PROBLEM REQUIREMENTS ::
In the material below, find each line holding the string "async" and copy it.

__________

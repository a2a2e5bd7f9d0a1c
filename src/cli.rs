use clap::{Args as ClapArgs, Parser, Subcommand};
use reqwest::{Client, Method};
use serde_json::{Map, Value};
use url::Url;

#[derive(Parser, Debug)]
#[clap(author, version, about = "Command-line client for a running Reel server", long_about = None)]
struct Args {
    #[clap(long, env = "REEL_SERVER", default_value = "http://127.0.0.1:1234")]
    server: String,

    #[clap(subcommand)]
    command: Command,
}

#[derive(Subcommand, Debug)]
enum Command {
    /// List movies, optionally by genre or one page at a time
    List {
        #[clap(long, conflicts_with = "page")]
        genre: Option<String>,
        #[clap(long)]
        page: Option<u64>,
        #[clap(long, requires = "page")]
        per_page: Option<usize>,
    },
    /// Show one movie
    Get { id: String },
    /// Create a movie
    Add(MovieArgs),
    /// Change some fields of a movie
    Update {
        id: String,
        #[clap(flatten)]
        fields: MovieArgs,
    },
    /// Remove a movie
    Delete { id: String },
}

/// Fields are sent as given; the server does the validating.
#[derive(ClapArgs, Debug, Default, Clone)]
struct MovieArgs {
    #[clap(long)]
    title: Option<String>,
    #[clap(long)]
    year: Option<i64>,
    #[clap(long)]
    director: Option<String>,
    #[clap(long)]
    duration: Option<i64>,
    #[clap(long)]
    rate: Option<f64>,
    #[clap(long)]
    poster: Option<String>,
    /// Repeat for several tags
    #[clap(long = "genre")]
    genres: Vec<String>,
}

impl MovieArgs {
    fn to_json(&self) -> Value {
        let mut body = Map::new();
        if let Some(v) = &self.title { body.insert("title".into(), v.clone().into()); }
        if let Some(v) = self.year { body.insert("year".into(), v.into()); }
        if let Some(v) = &self.director { body.insert("director".into(), v.clone().into()); }
        if let Some(v) = self.duration { body.insert("duration".into(), v.into()); }
        if let Some(v) = self.rate { body.insert("rate".into(), v.into()); }
        if let Some(v) = &self.poster { body.insert("poster".into(), v.clone().into()); }
        if !self.genres.is_empty() {
            body.insert("genre".into(), self.genres.clone().into());
        }
        Value::Object(body)
    }
}

#[tokio::main]
async fn main() {
    let args = Args::parse();

    let base = match Url::parse(&args.server) {
        Ok(url) => url,
        Err(e) => {
            eprintln!("[\u{2717}] Invalid server URL '{}': {}", args.server, e);
            std::process::exit(2);
        }
    };

    if let Err(e) = execute_command(&Client::new(), &base, args.command).await {
        eprintln!("[\u{26a0}\u{fe0f} Error] {}", e);
        std::process::exit(1);
    }
}

async fn execute_command(client: &Client, base: &Url, cmd: Command) -> Result<(), String> {
    match cmd {
        Command::List { genre, page, per_page } => {
            let mut query: Vec<(&str, String)> = Vec::new();
            if let Some(g) = genre { query.push(("genre", g)); }
            if let Some(p) = page { query.push(("pag", p.to_string())); }
            if let Some(q) = per_page { query.push(("qt", q.to_string())); }

            let url = endpoint(base, &["movies"])?;
            perform(client.get(url).query(&query)).await
        }
        Command::Get { id } => {
            let url = endpoint(base, &["movies", &id])?;
            perform(client.get(url)).await
        }
        Command::Add(fields) => {
            let url = endpoint(base, &["movies"])?;
            perform(client.post(url).json(&fields.to_json())).await
        }
        Command::Update { id, fields } => {
            let url = endpoint(base, &["movies", &id])?;
            perform(client.request(Method::PATCH, url).json(&fields.to_json())).await
        }
        Command::Delete { id } => {
            let url = endpoint(base, &["movies", &id])?;
            perform(client.delete(url)).await?;
            println!("[\u{2713} OK] Deleted ID: {}", id);
            Ok(())
        }
    }
}

/// Appends percent-encoded segments to the server URL, keeping any base path.
fn endpoint(base: &Url, segments: &[&str]) -> Result<Url, String> {
    let mut url = base.clone();
    url.path_segments_mut()
        .map_err(|_| format!("'{}' cannot be used as a server URL", base))?
        .pop_if_empty()
        .extend(segments);
    Ok(url)
}

// --- NETWORK ---

async fn perform(request: reqwest::RequestBuilder) -> Result<(), String> {
    let resp = request
        .send()
        .await
        .map_err(|e| format!("Could not reach server: {}", e))?;

    let status = resp.status();
    let text = resp.text().await.map_err(|e| e.to_string())?;
    let body = pretty(&text);

    if status.is_success() {
        if !body.is_empty() {
            println!("{}", body);
        }
        Ok(())
    } else {
        Err(format!("Server responded {}\n{}", status, body))
    }
}

fn pretty(text: &str) -> String {
    match serde_json::from_str::<Value>(text) {
        Ok(v) => serde_json::to_string_pretty(&v).unwrap_or_else(|_| text.to_string()),
        Err(_) => text.to_string(),
    }
}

__________

EXERCISE ANSWER ::
async fn main() {
async fn execute_command(client: &Client, base: &Url, cmd: Command) -> Result<(), String> {
async fn perform(request: reqwest::RequestBuilder) -> Result<(), String> {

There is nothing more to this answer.